Personal information
- Born: February 14, 1991 (age 35)
- Listed height: 6 ft 0 in (1.83 m)
- Listed weight: 195 lb (88 kg)

Career information
- High school: Santa Fe Christian (Solana Beach, CA)
- College: Southern Utah (2009–2013)
- NFL draft: 2014: undrafted

Career history
- San Francisco 49ers (2017)*; New York Giants (2018)*; Los Angeles Rams (2019)*; Seattle Dragons (2020); New Jersey Generals (2022); Los Angeles Rams (2022)*; New Jersey Generals (2023); Michigan Panthers (2024);
- * Offseason or practice squad member only

Awards and highlights
- UFL punting yards leader (2024);
- Stats at Pro Football Reference

= Brock Miller =

American football player (born 1991)

Brock Miller (born February 14, 1991) is an American professional football punter. He played college football at Southern Utah and has been a member of the San Francisco 49ers, New York Giants, and Los Angeles Rams of the National Football League (NFL); the Seattle Dragons of the XFL; the New Jersey Generals of the United States Football League (USFL), and the Michigan Panthers of the United Football League (UFL).

==Early life==
Miller was born in San Diego, California to Cammie and Doug Miller. He attended Santa Fe Christian High school where he played in punter and kicker positions for the Eagles football team. He made 8 of 11 field goals and earned second-team all-state honors. A two-sport athlete, Miller played and lettered in ice hockey. Despite earning a letter in ice hockey, Miller pursued football and on February 18, 2009, Miller signed with Southern Utah University.

== College career ==
Miller attended Southern Utah University from 2009 to 2013.
Missing the 2009 season, Miller joined the Southern Utah Thunderbirds for the 2010 season, during which he filled the role of placekicker mid-season. His performance earned him honorable mention all-GWC honors. During the 2011 season, Miller juggled place-kicking, kickoff and punting duties. During his senior season in 2012, Miller was the team's sole punter, kicking 67 times and totaling 2,896 yards. His punting average of 43.3 yards made the fourth-best average in SUU history. While at SUU, Miller's intended major was education.

== Professional career ==
=== San Francisco 49ers ===
After multiple mini-camp workouts, the San Francisco 49ers signed Miller to a future contract on January 17, 2017. He was released on May 2, 2017.

=== New York Giants ===
On December 8, 2018, the New York Giants signed Miller to their practice squad. He was released on December 10, 2018, but was re-signed on December 27, 2018.
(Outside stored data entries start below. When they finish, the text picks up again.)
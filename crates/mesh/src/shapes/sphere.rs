use std::f32::consts::{FRAC_PI_2, PI};

use glam::{Vec2, Vec3};
use savagecube_common::Face;
use serde::{Deserialize, Serialize};

use crate::MeshError;
use crate::buffer::{SubMeshData, TexCoords};

/// UV-sphere parameters. Bounds are in degrees: latitude from the north
/// pole (0) to the south pole (180), longitude around the z axis (0..360).
#[derive(Debug, Clone, Copy, PartialEq, Serialize, Deserialize)]
#[serde(default)]
pub struct SphereParams {
    pub radius: f32,
    /// Per-axis stretch applied after normals are computed, so normals
    /// are only exact for `(1, 1, 1)`.
    pub scale_axis: Vec3,
    pub sectors: u32,
    pub stacks: u32,
    pub latitude: Vec2,
    pub longitude: Vec2,
}

impl Default for SphereParams {
    fn default() -> Self {
        Self {
            radius: 1.0,
            scale_axis: Vec3::ONE,
            sectors: 36,
            stacks: 18,
            latitude: Vec2::new(0.0, 180.0),
            longitude: Vec2::new(0.0, 360.0),
        }
    }
}

impl SphereParams {
    pub fn new(radius: f32, sectors: u32, stacks: u32) -> Self {
        Self {
            radius,
            sectors,
            stacks,
            ..Self::default()
        }
    }

    /// Step-index range covered by `bounds`: start truncated, end rounded.
    fn index_range(bounds: Vec2, step: f32, count: u32) -> (u32, u32) {
        let start = (bounds.x.to_radians() / step) as i64;
        let end = (bounds.y.to_radians() / step).round() as i64;
        let clamp = |v: i64| v.clamp(0, i64::from(count)) as u32;
        (clamp(start), clamp(end))
    }
}

/// Partial or full UV sphere with smooth normals and `(j / sectors,
/// i / stacks)` texture coordinates.
pub fn sphere(params: &SphereParams) -> Result<SubMeshData, MeshError> {
    let SphereParams {
        radius,
        scale_axis,
        sectors,
        stacks,
        latitude,
        longitude,
    } = *params;
    if radius.is_nan() || radius <= 0.0 || sectors == 0 || stacks == 0 {
        return Err(MeshError::InvalidInput(format!(
            "sphere radius {radius} with {sectors} sectors and {stacks} stacks"
        )));
    }

    let sector_step = 2.0 * PI / sectors as f32;
    let stack_step = PI / stacks as f32;
    let (i_start, i_end) = SphereParams::index_range(latitude, stack_step, stacks);
    let (j_start, j_end) = SphereParams::index_range(longitude, sector_step, sectors);
    if i_start >= i_end || j_start >= j_end {
        return Err(MeshError::InvalidInput(format!(
            "empty sphere patch: latitude {latitude} longitude {longitude}"
        )));
    }

    let rows = i_end - i_start;
    let cols = j_end - j_start;
    let capacity = (u64::from(rows) + 1)
        .checked_mul(u64::from(cols) + 1)
        .and_then(|n| u32::try_from(n).ok())
        .ok_or_else(|| {
            MeshError::InvalidInput(format!(
                "sphere with {sectors} sectors and {stacks} stacks exceeds u32 indices"
            ))
        })? as usize;
    let mut positions = Vec::with_capacity(capacity);
    let mut normals = Vec::with_capacity(capacity);
    let mut texcoords = Vec::with_capacity(capacity);
    let inv_radius = 1.0 / radius;

    for i in i_start..=i_end {
        let stack_angle = FRAC_PI_2 - i as f32 * stack_step;
        let xy = radius * stack_angle.cos();
        let z = radius * stack_angle.sin();
        for j in j_start..=j_end {
            let sector_angle = j as f32 * sector_step;
            let p = Vec3::new(xy * sector_angle.cos(), xy * sector_angle.sin(), z);
            positions.push(p * scale_axis);
            normals.push(p * inv_radius);
            texcoords.push(Vec2::new(
                j as f32 / sectors as f32,
                i as f32 / stacks as f32,
            ));
        }
    }

    // k1--k1+1
    // |  / |
    // k2--k2+1
    let mut faces = Vec::with_capacity(2 * rows as usize * cols as usize);
    for r in 0..rows {
        let stack = i_start + r;
        for c in 0..cols {
            let k1 = r * (cols + 1) + c;
            let k2 = k1 + cols + 1;
            // the pole rows collapse one triangle of each quad
            if stack != 0 {
                faces.push(Face::new(k1, k2, k1 + 1));
            }
            if stack + 1 != stacks {
                faces.push(Face::new(k1 + 1, k2, k2 + 1));
            }
        }
    }

    Ok(SubMeshData::new(positions, faces)
        .with_normals(normals)
        .with_texcoords(TexCoords::Uv(texcoords)))
}

#[cfg(test)]
mod tests {
    use super::*;
    use crate::buffer::MeshBuffer;

    #[test]
    fn full_sphere_topology() {
        let data = sphere(&SphereParams::new(1.0, 8, 4)).unwrap();
        assert_eq!(data.vertex_count(), 45);
        assert_eq!(data.face_count(), 2 * 4 * 8 - 2 * 8);
        for f in &data.faces {
            assert!(f.max_index() < 45);
            assert!(!f.is_degenerate(), "{f:?}");
        }
        let mut mesh = MeshBuffer::new();
        mesh.add_submesh(data).unwrap();
    }

    #[test]
    fn poles_and_normals() {
        let data = sphere(&SphereParams::new(2.0, 8, 4)).unwrap();
        assert!((data.positions[0] - Vec3::new(0.0, 0.0, 2.0)).length() < 1e-6);
        assert!((data.positions[44] - Vec3::new(0.0, 0.0, -2.0)).length() < 1e-5);
        for n in data.normals.as_ref().unwrap() {
            assert!((n.length() - 1.0).abs() < 1e-5);
        }
    }

    #[test]
    fn scale_axis_leaves_normals_unscaled() {
        let params = SphereParams {
            scale_axis: Vec3::new(2.0, 1.0, 1.0),
            ..SphereParams::new(1.0, 4, 2)
        };
        let data = sphere(&params).unwrap();
        // equator, sector 0
        let idx = 5;
        assert!((data.positions[idx] - Vec3::new(2.0, 0.0, 0.0)).length() < 1e-5);
        assert!((data.normals.as_ref().unwrap()[idx] - Vec3::X).length() < 1e-5);
    }

    #[test]
    fn northern_hemisphere() {
        let params = SphereParams {
            latitude: Vec2::new(0.0, 90.0),
            ..SphereParams::new(1.0, 8, 4)
        };
        let data = sphere(&params).unwrap();
        // rows 0..=2
        assert_eq!(data.vertex_count(), 3 * 9);
        // pole row loses one triangle per quad, the equator row is not a pole
        assert_eq!(data.face_count(), 8 + 16);
        assert!(data.positions.iter().all(|p| p.z >= -1e-6));
    }

    #[test]
    fn texcoords_span_unit_square() {
        let data = sphere(&SphereParams::new(1.0, 6, 3)).unwrap();
        let TexCoords::Uv(uv) = data.texcoords.as_ref().unwrap() else {
            panic!("expected 2d coordinates");
        };
        assert_eq!(uv[0], Vec2::ZERO);
        assert_eq!(*uv.last().unwrap(), Vec2::ONE);
    }

    #[test]
    fn rejects_bad_parameters() {
        assert!(sphere(&SphereParams::new(0.0, 8, 4)).is_err());
        assert!(sphere(&SphereParams::new(1.0, 0, 4)).is_err());
        let empty = SphereParams {
            longitude: Vec2::new(10.0, 10.0),
            ..SphereParams::new(1.0, 8, 4)
        };
        assert!(sphere(&empty).is_err());
    }

    #[test]
    fn huge_counts_are_rejected_not_overflowed() {
        let huge = SphereParams::new(1.0, u32::MAX, u32::MAX);
        assert!(matches!(sphere(&huge), Err(MeshError::InvalidInput(_))));
        // 65536 x 65536 vertices no longer fit u32 indices
        let wide = SphereParams::new(1.0, 65_535, 65_535);
        assert!(matches!(sphere(&wide), Err(MeshError::InvalidInput(_))));
    }
}
use glam::{Mat4, Vec3};
use serde::{Deserialize, Serialize};

/// Quarter turn about `axis` spread over `duration` seconds, continuing
/// past it.
#[derive(Debug, Clone, Copy, PartialEq, Serialize, Deserialize)]
pub struct RotationAnimation {
    pub angle: f32,
    pub axis: Vec3,
    duration: f32,
    speed: f32,
}

impl RotationAnimation {
    pub fn new(duration: f32) -> Self {
        Self {
            angle: 0.0,
            axis: Vec3::X,
            duration,
            speed: std::f32::consts::FRAC_PI_2 / duration,
        }
    }

    /// Radians per second.
    pub fn speed(&self) -> f32 {
        self.speed
    }

    pub fn advance(&mut self, elapsed: f32) -> Mat4 {
        self.angle += self.speed * elapsed;
        self.matrix()
    }

    pub fn matrix(&self) -> Mat4 {
        Mat4::from_axis_angle(self.axis, self.angle)
    }

    pub fn reset(&mut self) {
        *self = Self {
            axis: self.axis,
            ..Self::new(self.duration)
        };
    }
}

/// One unit along `direction` per `duration` seconds.
#[derive(Debug, Clone, Copy, PartialEq, Serialize, Deserialize)]
pub struct TranslationAnimation {
    pub position: Vec3,
    pub direction: Vec3,
    duration: f32,
    speed: f32,
}

impl TranslationAnimation {
    pub fn new(duration: f32) -> Self {
        Self {
            position: Vec3::ZERO,
            direction: Vec3::Z,
            duration,
            speed: 1.0 / duration,
        }
    }

    pub fn speed(&self) -> f32 {
        self.speed
    }

    pub fn advance(&mut self, elapsed: f32) -> Mat4 {
        self.position += self.direction * (self.speed * elapsed);
        self.matrix()
    }

    pub fn matrix(&self) -> Mat4 {
        Mat4::from_translation(self.position)
    }

    pub fn reset(&mut self) {
        *self = Self {
            direction: self.direction,
            ..Self::new(self.duration)
        };
    }
}
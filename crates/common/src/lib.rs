//! Shared types and numeric helpers used by every savagecube crate.
//!
//! # Invariants
//! - A [`Face`] always holds exactly three vertex indices.
//! - [`guard`] helpers never write a non-finite value.
//! - [`clamp_or_wrap`] always returns a value in `[min, max)`.

pub mod guard;
pub mod interval;
pub mod types;

pub use guard::{Finite, assign_if_finite, finite_angle};
pub use interval::clamp_or_wrap;
pub use types::{BoundingBox, Face};
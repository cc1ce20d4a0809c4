use glam::{IVec2, Mat4};
use serde::{Deserialize, Serialize};

/// Screen rectangle the camera renders into.
#[derive(Debug, Clone, Copy, PartialEq, Eq, Default, Serialize, Deserialize)]
pub struct Viewport {
    pub x: i32,
    pub y: i32,
    pub width: u32,
    pub height: u32,
}

impl Viewport {
    pub fn new(width: u32, height: u32) -> Self {
        Self {
            x: 0,
            y: 0,
            width,
            height,
        }
    }

    pub fn is_valid(&self) -> bool {
        self.width > 0 && self.height > 0
    }

    pub fn is_landscape(&self) -> bool {
        self.width > self.height
    }

    /// Half-open hit test in screen coordinates.
    pub fn contains(&self, point: IVec2) -> bool {
        let inside = |v: i32, start: i32, len: u32| {
            let v = i64::from(v);
            let start = i64::from(start);
            v >= start && v < start + i64::from(len)
        };
        inside(point.x, self.x, self.width) && inside(point.y, self.y, self.height)
    }

    pub fn aspect(&self) -> f32 {
        self.width as f32 / self.height as f32
    }
}

/// Perspective projection parameters.
#[derive(Debug, Clone, Copy, PartialEq, Serialize, Deserialize)]
pub struct Projection {
    /// Vertical field of view in radians.
    pub fov_y: f32,
    pub near: f32,
    pub far: f32,
}

impl Default for Projection {
    fn default() -> Self {
        Self {
            fov_y: 60.0_f32.to_radians(),
            near: 0.1,
            far: 500.0,
        }
    }
}

impl Projection {
    pub fn from_degrees(fov_degrees: f32, near: f32, far: f32) -> Self {
        Self {
            fov_y: fov_degrees.to_radians(),
            near,
            far,
        }
    }

    /// Right-handed perspective matrix for the given viewport.
    pub fn matrix(&self, viewport: &Viewport) -> Mat4 {
        Mat4::perspective_rh(self.fov_y, viewport.aspect(), self.near, self.far)
    }
}

#[cfg(test)]
mod tests {
    use super::*;

    #[test]
    fn viewport_queries() {
        let vp = Viewport {
            x: 10,
            y: 20,
            width: 100,
            height: 50,
        };
        assert!(vp.is_valid());
        assert!(vp.is_landscape());
        assert!(vp.contains(IVec2::new(10, 20)));
        assert!(vp.contains(IVec2::new(109, 69)));
        assert!(!vp.contains(IVec2::new(110, 30)));
        assert!(!vp.contains(IVec2::new(9, 30)));
        assert!(!Viewport::default().is_valid());
    }

    #[test]
    fn projection_is_finite() {
        let proj = Projection::default().matrix(&Viewport::new(1280, 720));
        assert!(proj.is_finite());
    }

    #[test]
    fn degrees_are_converted() {
        let p = Projection::from_degrees(90.0, 1.0, 10.0);
        assert!((p.fov_y - std::f32::consts::FRAC_PI_2).abs() < 1e-6);
    }
}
=== Los Angeles Rams (first stint) ===
On August 6, 2019, Miller signed with the Los Angeles Rams. He was released on August 31, 2019, during final roster cuts.

=== Seattle Dragons ===
On October 18, 2019, Miller was drafted by the Seattle Dragons of the XFL. The league suspended operations on April 10, 2020.

=== New Jersey Generals (first stint) ===
On March 20, 2022, Miller was drafted by the New Jersey Generals of the USFL.

=== Los Angeles Rams (second stint) ===
On December 27, 2022, Miller signed with the Los Angeles Rams.

=== New Jersey Generals (second stint) ===
On January 24, 2023, the New Jersey Generals re-signed Miller for the 2023 season. The Generals folded when the XFL and USFL merged to create the United Football League (UFL).

=== Michigan Panthers ===
On January 5, 2024, Miller was selected by the Michigan Panthers during the 2024 UFL dispersal draft.

==Personal life==
Between football assignments, Miller has worked as a sales representative since 2017.